Remix.run Logo
uecker 3 days ago

"arbitrary concrete behavior" means that at this point anything can happen on the real machine. This implies that everything before this point has to behave according to the specification. "is impossible" is stronger, as the whole program could behave erratically. But having partial correctness is important in a lot of scenarios and this is why we want to have it and in "UB" it is the former and not "impossible".

In the ISO C standard, we use "unspecified" for a non-deterministic choice among clearly specified alternatives. So this is well understood.

ralfj 3 days ago | parent [-]

> "arbitrary concrete behavior" means that at this point anything can happen on the real machine. This implies that everything before this point has to behave according to the specification. "is impossible" is stronger, as the whole program could behave erratically. But having partial correctness is important in a lot of scenarios and this is why we want to have it and in "UB" it is the former and not "impossible".

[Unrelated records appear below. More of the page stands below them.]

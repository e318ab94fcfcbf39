pub mod config;
pub mod observability;
pub mod protocol;
pub mod storage;
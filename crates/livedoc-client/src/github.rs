//! Authenticated content-editing client (admin-only surface).
//!
//! Unlike the execution client, failures here are typed errors: the editing
//! UI is an actionable caller that must react. The session precondition is
//! checked locally — a missing token fails fast with `NotAuthenticated`
//! before any network I/O, which is a distinct condition from a session the
//! backend rejects.

use std::sync::Arc;

use livedoc_core::config::BackendConfig;
use livedoc_core::protocol::{
    AuthCodeRequest, AuthSession, FileContentResponse, FileUpdateRequest, FileUpdateResponse,
    GitHubAuthResponse, GitHubUser,
};
use livedoc_core::storage::SessionStore;

use crate::transport::error_detail;

/// Storage keys, namespaced to this application; cleared together on logout.
pub const TOKEN_KEY: &str = "livedoc.github_token";
pub const USER_KEY: &str = "livedoc.github_user";
pub const ADMIN_KEY: &str = "livedoc.is_admin";

#[derive(Debug, Clone, thiserror::Error)]
pub enum AuthError {
    /// No stored session; sign in first. Raised locally, zero network calls.
    #[error("not authenticated: sign in with GitHub first")]
    NotAuthenticated,
    /// The backend refused the request (bad code, expired token, not admin).
    #[error("request rejected (HTTP {status}): {message}")]
    Rejected { status: u16, message: String },
    #[error("transport error: {0}")]
    Transport(String),
    #[error("malformed response: {0}")]
    Decode(String),
}

pub struct AuthenticatedFileClient {
    http: reqwest::Client,
    api_base: String,
    store: Arc<dyn SessionStore>,
}

impl AuthenticatedFileClient {
    pub fn new(cfg: &BackendConfig, store: Arc<dyn SessionStore>) -> Self {
        Self {
            http: reqwest::Client::new(),
            api_base: cfg.api_base.trim_end_matches('/').to_string(),
            store,
        }
    }

    /// Exchange an OAuth authorization code for a session. The caller is
    /// responsible for persisting it via [`save_session`](Self::save_session).
    pub async fn authenticate(&self, code: &str) -> Result<GitHubAuthResponse, AuthError> {
        let url = format!("{}/auth/github", self.api_base);
        let resp = self
            .http
            .post(&url)
            .json(&AuthCodeRequest {
                code: code.to_string(),
            })
            .send()
            .await
            .map_err(|e| AuthError::Transport(e.to_string()))?;

        let status = resp.status().as_u16();
        if !(200..300).contains(&status) {
            return Err(AuthError::Rejected {
                status,
                message: error_detail(resp, status).await,
            });
        }
        resp.json()
            .await
            .map_err(|e| AuthError::Decode(e.to_string()))
    }

    /// Commit new content for a file in the docs repository.
    pub async fn update_file(
        &self,
        file_path: &str,
        content: &str,
        commit_message: &str,
    ) -> Result<FileUpdateResponse, AuthError> {
        let token = self.token().ok_or(AuthError::NotAuthenticated)?;
        let url = format!("{}/github/update-file", self.api_base);
        let resp = self
            .http
            .post(&url)
            .bearer_auth(token)
            .json(&FileUpdateRequest {
                file_path: file_path.to_string(),
                content: content.to_string(),
                commit_message: commit_message.to_string(),
            })
            .send()
            .await
            .map_err(|e| AuthError::Transport(e.to_string()))?;

        let status = resp.status().as_u16();
        if !(200..300).contains(&status) {
            return Err(AuthError::Rejected {
                status,
                message: error_detail(resp, status).await,
            });
        }
        resp.json()
            .await
            .map_err(|e| AuthError::Decode(e.to_string()))
    }

    /// Fetch the current content of a file in the docs repository.
    pub async fn get_file(&self, file_path: &str) -> Result<String, AuthError> {
        let token = self.token().ok_or(AuthError::NotAuthenticated)?;
        let url = format!("{}/github/file/{}", self.api_base, file_path);
        let resp = self
            .http
            .get(&url)
            .bearer_auth(token)
            .send()
            .await
            .map_err(|e| AuthError::Transport(e.to_string()))?;

        let status = resp.status().as_u16();
        if !(200..300).contains(&status) {
            return Err(AuthError::Rejected {
                status,
                message: error_detail(resp, status).await,
            });
        }
        let body: FileContentResponse = resp
            .json()
            .await
            .map_err(|e| AuthError::Decode(e.to_string()))?;
        Ok(body.content)
    }

    // ─── Session accessors (pure local-storage operations) ───────────────────

    pub fn save_session(&self, token: &str, user: &GitHubUser, is_admin: bool) {
        self.store.set(TOKEN_KEY, token);
        match serde_json::to_string(user) {
            Ok(json) => self.store.set(USER_KEY, &json),
            Err(e) => tracing::warn!("failed to serialize user record: {e}"),
        }
        self.store.set(ADMIN_KEY, if is_admin { "true" } else { "false" });
    }

    pub fn clear_session(&self) {
        self.store.remove(TOKEN_KEY);
        self.store.remove(USER_KEY);
        self.store.remove(ADMIN_KEY);
    }

    /// Never errors: absent or corrupt data reads as not-admin.
    pub fn is_admin(&self) -> bool {
        self.store.get(ADMIN_KEY).as_deref() == Some("true")
    }

    /// Never errors: absent or corrupt data reads as no user.
    pub fn current_user(&self) -> Option<GitHubUser> {
        self.store
            .get(USER_KEY)
            .and_then(|json| serde_json::from_str(&json).ok())
    }

    /// The full persisted session, if one exists and is readable.
    pub fn session(&self) -> Option<AuthSession> {
        Some(AuthSession {
            token: self.token()?,
            user: self.current_user()?,
            is_admin: self.is_admin(),
        })
    }

    fn token(&self) -> Option<String> {
        self.store.get(TOKEN_KEY).filter(|t| !t.is_empty())
    }
}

So that rules out "time-traveling UB", but it would still permit optimizing "x+y < x" to "false" for non-negative y, right? I can't tell if you think that that is a legal transformation or not, and I'd be curious to know. :)

FWIW I agree we shouldn't let UB time-travel. We should say that all observable events until the point of UB must be preserved. AFAIK that is e.g. what CompCert does. But I would still describe that as "the compiler may assume that UB does not happen" (and CompCert makes use of that assumption for its optimizations), so I don't understand the distinction you are making.

> In the ISO C standard, we use "unspecified" for a non-deterministic choice among clearly specified alternatives. So this is well understood.

Except for "unspecified value" which apparently can be very different from just non-deterministically choosing any value (https://www.open-std.org/jtc1/sc22/wg14/www/docs/dr_451.htm). If "unspecified" always meant "normal non-deterministic choice", then this would clearly be a miscompilation: https://godbolt.org/z/9Gqqs7axj.

Quite a few places in the standard just say "result/behavior is unspecified", so the set of alternatives is often not very clear IMO. In particular, when it says that under some condition "the result is unspecified", and let's say the result has integer type, does that mean it non-deterministically picks some "normal" integer value, or can it be an "unspecified value" that behaves more like LLVM undef in that it is distinct from every "normal" value and can violate basic properties like "x == x"?